> [About this task]
The task calls for each line of the records below in which the word "EntseedError" appears.

> [Extracted entries]
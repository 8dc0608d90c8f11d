use petgraph::algo::toposort;

use crate::error::{EntseedError, Result};
use crate::graph::cycle::find_cycles;
use crate::graph::dag::DependencyGraph;

/// Result of topological sorting: entity names in the order their rows
/// must be generated and inserted (dependencies first).
#[derive(Debug, Clone, Default)]
pub struct InsertionOrder {
    pub entities: Vec<String>,
}

impl InsertionOrder {
    pub fn position(&self, entity: &str) -> Option<usize> {
        self.entities.iter().position(|e| e == entity)
    }
}

/// Compute the topological order of the dependency graph.
///
/// Edges point parent → child, so petgraph's order already lists parents
/// first. A cycle is a configuration error; the error names every entity
/// taking part in one.
pub fn topological_sort(graph: &DependencyGraph) -> Result<InsertionOrder> {
    match toposort(&graph.graph, None) {
        Ok(sorted) => Ok(InsertionOrder {
            entities: sorted
                .iter()
                .map(|&idx| graph.entity_name(idx).to_string())
                .collect(),
        }),
        Err(cycle) => {
            let cycles = find_cycles(graph);
            let entities = if cycles.is_empty() {
                graph.entity_name(cycle.node_id()).to_string()
            } else {
                cycles
                    .iter()
                    .map(|c| c.join(" <-> "))
                    .collect::<Vec<_>>()
                    .join("; ")
            };
            Err(EntseedError::CircularDependency { entities })
        }
    }
}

> [Answer for this exercise]
use crate::error::{EntseedError, Result};
            Err(EntseedError::CircularDependency { entities })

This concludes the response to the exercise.